When Wedman thinks back to his career, though, he’s first mindful of the Kings teams that kept improving, culminating with the Western Conference finals in 1981.
“Seeing a team develop like that and being part of a team that kept getting better and better each year,” Wedman says, “was a great learning experience for me. We really had a good team (in 1980-81) with guys like Phil Ford, Sam Lacey, Otis Birdsong and I. It was quite a ride.”
Wedman, an outstanding shooter at 6-foot-7, averaged 18.3, 19.0 and 19.0 points per game during his last three seasons in Kansas City. Following the Kings’ run in the 1981 playoffs, the Kings traded Wedman and Birdsong. Things went downhill for the organization after that.

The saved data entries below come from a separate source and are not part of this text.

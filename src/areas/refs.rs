//! The HEAD pointer
//!
//! HEAD is a text file holding a symbolic reference, `ref: refs/heads/<branch>`.
//! It is only ever written here; reading and resolving refs is not supported.

use anyhow::Context;
use file_guard::Lock;
use std::io::Write;
use std::ops::DerefMut;
use std::path::Path;

/// Name of the HEAD reference
pub const HEAD_REF_NAME: &str = "HEAD";

#[derive(Debug)]
pub struct Refs {
    /// Path to the repository root (typically `.git`)
    path: Box<Path>,
}

impl Refs {
    pub fn new(path: Box<Path>) -> Self {
        Refs { path }
    }

    pub fn head_path(&self) -> Box<Path> {
        self.path.join(HEAD_REF_NAME).into_boxed_path()
    }

    pub fn refs_path(&self) -> Box<Path> {
        self.path.join("refs").into_boxed_path()
    }

    /// Point HEAD at `refs/heads/<branch>`, replacing whatever it held.
    pub fn set_head(&self, branch: &str) -> anyhow::Result<()> {
        self.update_ref_file(self.head_path(), format!("ref: refs/heads/{}\n", branch))
    }

    fn update_ref_file(&self, path: Box<Path>, raw_ref: String) -> anyhow::Result<()> {
        let mut ref_file = std::fs::OpenOptions::new()
            .write(true)
            .create(true)
            .truncate(true)
            .open(&path)
            .with_context(|| format!("failed to open ref file at {:?}", path))?;
        let mut lock = file_guard::lock(&mut ref_file, Lock::Exclusive, 0, 1)
            .with_context(|| format!("failed to lock ref file at {:?}", path))?;
        lock.deref_mut()
            .write_all(raw_ref.as_bytes())
            .with_context(|| format!("failed to write ref file at {:?}", path))?;

        Ok(())
    }
}
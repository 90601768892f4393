use crate::areas::database::ListingEntry;
use crate::areas::repository::Repository;
use colored::Colorize;

impl Repository {
    /// List every loose object as `<hash>\t<type>\t<body>`, sorted by hash.
    ///
    /// Objects that cannot be read or decoded are reported and skipped; the
    /// command fails once the listing is complete if any were skipped.
    pub fn ls_tree(&self) -> anyhow::Result<()> {
        let report = self.database().list_all().partition();

        let mut entries = report.entries;
        entries.sort_by(|a, b| a.hash().cmp(b.hash()));

        writeln!(self.writer(), "{}", "hash\ttype\tbody".bold())?;
        for entry in &entries {
            writeln!(self.writer(), "{}", format_entry(entry))?;
        }
        self.writer().flush()?;

        let failed = report.failures.len();
        for failure in report.failures {
            tracing::warn!("skipped object: {:#}", anyhow::Error::new(failure));
        }

        if failed > 0 {
            anyhow::bail!(
                "{} of {} objects could not be listed",
                failed,
                failed + entries.len()
            );
        }

        Ok(())
    }
}

fn format_entry(entry: &ListingEntry) -> String {
    let body = String::from_utf8_lossy(entry.body());

    format!(
        "{}\t{}\t{}",
        entry.hash().yellow(),
        entry.object_type(),
        body.trim_end_matches('\n')
    )
}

Wedman spent the next season and a half with Cleveland before finishing with the Celtics, a team that seemingly dominated the Eastern Conference during the late 1980s.
“Sometimes my players today have a tendency to celebrate a three-point basket,” said Wedman. “I laugh because (Larry) Bird never celebrated. He wasn’t happy until we won a championship. That rubbed off on the rest of the team. After I finished playing, I realized that I had the same mentality. I was so focused as a player and I was constantly trying to play better and improve my game. I really appreciated my career.”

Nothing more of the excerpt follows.